> **WORK REQUIRED**
Only a number is required: how many lines of the material contain the string "configuration".

> **SOURCE DATA**
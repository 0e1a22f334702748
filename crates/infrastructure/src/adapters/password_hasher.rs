//! Account password hashing using Argon2id
//!
//! ```
//! use application::PasswordHasherPort;
//! use infrastructure::adapters::Argon2PasswordHasher;
//!
//! let hasher = Argon2PasswordHasher::new();
//! let hash = hasher.hash("correct horse").unwrap();
//! assert!(hasher.verify("correct horse", &hash));
//! assert!(!hasher.verify("battery staple", &hash));
//! ```

use application::{error::ApplicationError, ports::PasswordHasherPort};
use argon2::{
    Argon2, PasswordHash, PasswordHasher as ArgonPasswordHasher, PasswordVerifier,
    password_hash::{SaltString, rand_core::OsRng},
};
use tracing::{debug, instrument, warn};

/// Argon2id hasher producing PHC-format strings
///
/// Uses the crate defaults (19 MiB memory, 2 iterations, 1 lane).
#[derive(Debug, Clone, Default)]
pub struct Argon2PasswordHasher;

impl Argon2PasswordHasher {
    #[must_use]
    pub const fn new() -> Self {
        Self
    }
}

impl PasswordHasherPort for Argon2PasswordHasher {
    #[instrument(skip_all)]
    fn hash(&self, password: &str) -> Result<String, ApplicationError> {
        let salt = SaltString::generate(&mut OsRng);
        let hash = Argon2::default()
            .hash_password(password.as_bytes(), &salt)
            .map_err(|e| ApplicationError::Internal(format!("Password hashing failed: {e}")))?;
        Ok(hash.to_string())
    }

    #[instrument(skip_all)]
    fn verify(&self, password: &str, hash: &str) -> bool {
        let parsed = match PasswordHash::new(hash) {
            Ok(parsed) => parsed,
            Err(e) => {
                warn!(error = %e, "Stored password hash is malformed");
                return false;
            },
        };
        let ok = Argon2::default()
            .verify_password(password.as_bytes(), &parsed)
            .is_ok();
        debug!(ok, "Password verification");
        ok
    }
}
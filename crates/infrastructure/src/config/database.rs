//! Database (SQLite) configuration.

use serde::{Deserialize, Serialize};

use super::default_true;

/// Path value that selects an in-memory database
pub const IN_MEMORY: &str = ":memory:";

/// SQLite database configuration
#[derive(Debug, Clone, Serialize, Deserialize)]
pub struct DatabaseConfig {
    /// Path to the SQLite database file, or `:memory:`
    #[serde(default = "default_db_path")]
    pub path: String,

    /// Maximum number of concurrent database connections
    #[serde(default = "default_max_connections")]
    pub max_connections: u32,

    /// Whether to run pending migrations on startup (default: true)
    #[serde(default = "default_true")]
    pub run_migrations: bool,
}

fn default_db_path() -> String {
    "route-optimizer.db".to_string()
}

const fn default_max_connections() -> u32 {
    5
}

impl Default for DatabaseConfig {
    fn default() -> Self {
        Self {
            path: default_db_path(),
            max_connections: default_max_connections(),
            run_migrations: true,
        }
    }
}

impl DatabaseConfig {
    /// An in-memory database with migrations applied
    #[must_use]
    pub fn in_memory() -> Self {
        Self {
            path: IN_MEMORY.to_string(),
            max_connections: 1,
            run_migrations: true,
        }
    }

    #[must_use]
    pub fn is_in_memory(&self) -> bool {
        self.path == IN_MEMORY
    }

    pub(crate) fn validate(&self) -> Result<(), String> {
        if self.path.trim().is_empty() {
            return Err("database.path must not be empty".to_string());
        }
        if self.max_connections == 0 {
            return Err("database.max_connections must be greater than zero".to_string());
        }
        Ok(())
    }
}
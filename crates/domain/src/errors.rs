//! Domain-level errors

use thiserror::Error;

/// Errors that can occur in the domain layer
#[derive(Debug, Error)]
pub enum DomainError {
    /// Invalid email address format
    #[error("Invalid email address: {0}")]
    InvalidEmailAddress(String),

    /// A place query was empty or whitespace only
    #[error("Invalid place: {0}")]
    InvalidPlace(String),

    /// Coordinates outside the valid latitude/longitude range
    #[error("Invalid coordinates: ({latitude}, {longitude})")]
    InvalidCoordinates { latitude: f64, longitude: f64 },

    /// A route result was built without any candidates
    #[error("Route result requires at least one candidate")]
    NoCandidates,

    /// A serialized route result named a best index that is not the fastest
    #[error("Best index {given} does not match the fastest candidate {expected}")]
    InvalidBestIndex { given: usize, expected: usize },
}

#[cfg(test)]
mod tests {
    use super::*;

    #[test]
    fn invalid_place_error_message() {
        let err = DomainError::InvalidPlace("origin must not be empty".to_string());
        assert_eq!(err.to_string(), "Invalid place: origin must not be empty");
    }

    #[test]
    fn invalid_coordinates_message_contains_values() {
        let err = DomainError::InvalidCoordinates {
            latitude: 91.0,
            longitude: 0.0,
        };
        assert!(err.to_string().contains("91"));
    }

    #[test]
    fn no_candidates_message() {
        assert_eq!(
            DomainError::NoCandidates.to_string(),
            "Route result requires at least one candidate"
        );
    }

    #[test]
    fn invalid_best_index_message() {
        let err = DomainError::InvalidBestIndex {
            given: 7,
            expected: 1,
        };
        assert_eq!(
            err.to_string(),
            "Best index 7 does not match the fastest candidate 1"
        );
    }
}
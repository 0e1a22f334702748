//! In-memory browser sessions
//!
//! A session maps a random token, stored in an HTTP-only cookie, to the
//! signed-in account. Sessions live until logout or process restart.

use std::collections::HashMap;

use axum::{
    extract::FromRequestParts,
    http::request::Parts,
    response::Redirect,
};
use axum_extra::extract::cookie::{Cookie, CookieJar, SameSite};
use domain::{Account, UserId};
use parking_lot::RwLock;
use tracing::debug;
use uuid::Uuid;

use crate::state::AppState;

/// Data kept for a signed-in browser
#[derive(Debug, Clone, PartialEq, Eq)]
pub struct Session {
    pub user_id: UserId,
    pub display_name: String,
}

impl From<&Account> for Session {
    fn from(account: &Account) -> Self {
        Self {
            user_id: account.id(),
            display_name: account.display_name().to_string(),
        }
    }
}

/// Token to session map shared by all requests
#[derive(Debug, Default)]
pub struct SessionStore {
    sessions: RwLock<HashMap<String, Session>>,
}

impl SessionStore {
    #[must_use]
    pub fn new() -> Self {
        Self::default()
    }

    /// Store a session and return its new token
    pub fn create(&self, session: Session) -> String {
        let token = Uuid::new_v4().to_string();
        debug!(user_id = %session.user_id, "Session created");
        self.sessions.write().insert(token.clone(), session);
        token
    }

    pub fn get(&self, token: &str) -> Option<Session> {
        self.sessions.read().get(token).cloned()
    }

    /// Remove a session, returning it if it existed
    pub fn remove(&self, token: &str) -> Option<Session> {
        self.sessions.write().remove(token)
    }

    pub fn len(&self) -> usize {
        self.sessions.read().len()
    }

    pub fn is_empty(&self) -> bool {
        self.sessions.read().is_empty()
    }
}

/// Build the session cookie for `token`
pub fn session_cookie(name: &str, token: String) -> Cookie<'static> {
    Cookie::build((name.to_string(), token))
        .path("/")
        .http_only(true)
        .same_site(SameSite::Lax)
        .build()
}

/// Cookie value that removes the session cookie
pub fn removal_cookie(name: &str) -> Cookie<'static> {
    Cookie::build(name.to_string()).path("/").build()
}

/// Extractor for pages that require a signed-in user
///
/// Requests without a valid session are redirected to `/login`.
#[derive(Debug, Clone)]
pub struct SignedIn {
    pub token: String,
    pub session: Session,
}

impl FromRequestParts<AppState> for SignedIn {
    type Rejection = Redirect;

    async fn from_request_parts(
        parts: &mut Parts,
        state: &AppState,
    ) -> Result<Self, Self::Rejection> {
        let jar = CookieJar::from_headers(&parts.headers);
        jar.get(&state.config.server.session_cookie_name)
            .and_then(|cookie| {
                let token = cookie.value().to_string();
                state
                    .sessions
                    .get(&token)
                    .map(|session| Self { token, session })
            })
            .ok_or_else(|| Redirect::to("/login"))
    }
}
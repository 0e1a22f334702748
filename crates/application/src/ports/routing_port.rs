//! Routing port
//!
//! Requests driving routes, with alternatives, between two coordinates.

use async_trait::async_trait;
use domain::{GeoLocation, RouteCandidate};
#[cfg(test)]
use mockall::automock;

use crate::error::ApplicationError;

/// What the router answered
///
/// `ok == false` or `routes == None` is a routing failure; `ok` with an
/// empty list means the router found no route.
#[derive(Debug, Clone, PartialEq)]
pub struct RouterResponse {
    /// Whether the router reported success
    pub ok: bool,
    /// Provider message, usually present on failure
    pub message: Option<String>,
    /// Candidate routes in provider order
    pub routes: Option<Vec<RouteCandidate>>,
}

impl RouterResponse {
    /// A successful response carrying the given candidates
    #[must_use]
    pub const fn success(routes: Vec<RouteCandidate>) -> Self {
        Self {
            ok: true,
            message: None,
            routes: Some(routes),
        }
    }

    /// A failed response with the provider's message
    #[must_use]
    pub fn failure(message: impl Into<String>) -> Self {
        Self {
            ok: false,
            message: Some(message.into()),
            routes: None,
        }
    }
}

/// Port for route computation
#[cfg_attr(test, automock)]
#[async_trait]
pub trait RoutingPort: Send + Sync {
    /// Request alternatives with full geometry from `origin` to `destination`
    async fn route(
        &self,
        origin: &GeoLocation,
        destination: &GeoLocation,
    ) -> Result<RouterResponse, ApplicationError>;
}
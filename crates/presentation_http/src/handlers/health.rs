//! Health check handlers

use axum::{Json, extract::State, http::StatusCode};
use serde::{Deserialize, Serialize};

use crate::state::AppState;

/// Liveness response
#[derive(Debug, Clone, Serialize, Deserialize)]
pub struct HealthResponse {
    pub status: String,
    pub version: String,
}

/// Liveness check - is the server running?
pub async fn health_check() -> Json<HealthResponse> {
    Json(HealthResponse {
        status: "ok".to_string(),
        version: env!("CARGO_PKG_VERSION").to_string(),
    })
}

/// Readiness response
#[derive(Debug, Clone, Serialize, Deserialize)]
pub struct ReadinessResponse {
    pub ready: bool,
    pub database: ComponentStatus,
}

#[derive(Debug, Clone, Serialize, Deserialize)]
pub struct ComponentStatus {
    pub healthy: bool,
}

/// Readiness check - can the account database be reached?
pub async fn readiness_check(
    State(state): State<AppState>,
) -> (StatusCode, Json<ReadinessResponse>) {
    let database_healthy = state.database.is_available().await;
    let status = if database_healthy {
        StatusCode::OK
    } else {
        StatusCode::SERVICE_UNAVAILABLE
    };

    (
        status,
        Json(ReadinessResponse {
            ready: database_healthy,
            database: ComponentStatus {
                healthy: database_healthy,
            },
        }),
    )
}
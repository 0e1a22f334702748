//! Registered account

use chrono::{DateTime, Utc};
use serde::{Deserialize, Serialize};

use crate::value_objects::{EmailAddress, UserId};

/// A user who can sign in to the dashboard
#[derive(Debug, Clone, Serialize, Deserialize)]
pub struct Account {
    id: UserId,
    email: EmailAddress,
    /// Optional name entered at signup
    name: Option<String>,
    /// PHC-format password hash, never serialized
    #[serde(skip)]
    password_hash: String,
    created_at: DateTime<Utc>,
}

impl Account {
    /// Create a new account with a freshly generated id
    #[must_use]
    pub fn new(email: EmailAddress, name: Option<String>, password_hash: String) -> Self {
        let name = name
            .map(|n| n.trim().to_string())
            .filter(|n| !n.is_empty());
        Self {
            id: UserId::new(),
            email,
            name,
            password_hash,
            created_at: Utc::now(),
        }
    }

    /// Restore an account from storage
    #[must_use]
    pub const fn restore(
        id: UserId,
        email: EmailAddress,
        name: Option<String>,
        password_hash: String,
        created_at: DateTime<Utc>,
    ) -> Self {
        Self {
            id,
            email,
            name,
            password_hash,
            created_at,
        }
    }

    #[must_use]
    pub const fn id(&self) -> UserId {
        self.id
    }

    #[must_use]
    pub const fn email(&self) -> &EmailAddress {
        &self.email
    }

    pub fn name(&self) -> Option<&str> {
        self.name.as_deref()
    }

    pub fn password_hash(&self) -> &str {
        &self.password_hash
    }

    #[must_use]
    pub const fn created_at(&self) -> DateTime<Utc> {
        self.created_at
    }

    /// Name shown in the UI, falling back to the email address
    pub fn display_name(&self) -> &str {
        self.name.as_deref().unwrap_or_else(|| self.email.as_str())
    }
}

#[cfg(test)]
mod tests {
    use super::*;

    fn email() -> EmailAddress {
        EmailAddress::new("dispatch@fleet.example").unwrap()
    }

    #[test]
    fn display_name_prefers_name() {
        let account = Account::new(email(), Some("Wanjiku".to_string()), "hash".to_string());
        assert_eq!(account.display_name(), "Wanjiku");
    }

    #[test]
    fn blank_name_falls_back_to_email() {
        let account = Account::new(email(), Some("   ".to_string()), "hash".to_string());
        assert_eq!(account.name(), None);
        assert_eq!(account.display_name(), "dispatch@fleet.example");
    }

    #[test]
    fn hash_is_not_serialized() {
        let account = Account::new(email(), None, "secret-hash".to_string());
        let json = serde_json::to_string(&account).unwrap();
        assert!(!json.contains("secret-hash"));
    }
}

> **YOUR RESPONSE**
2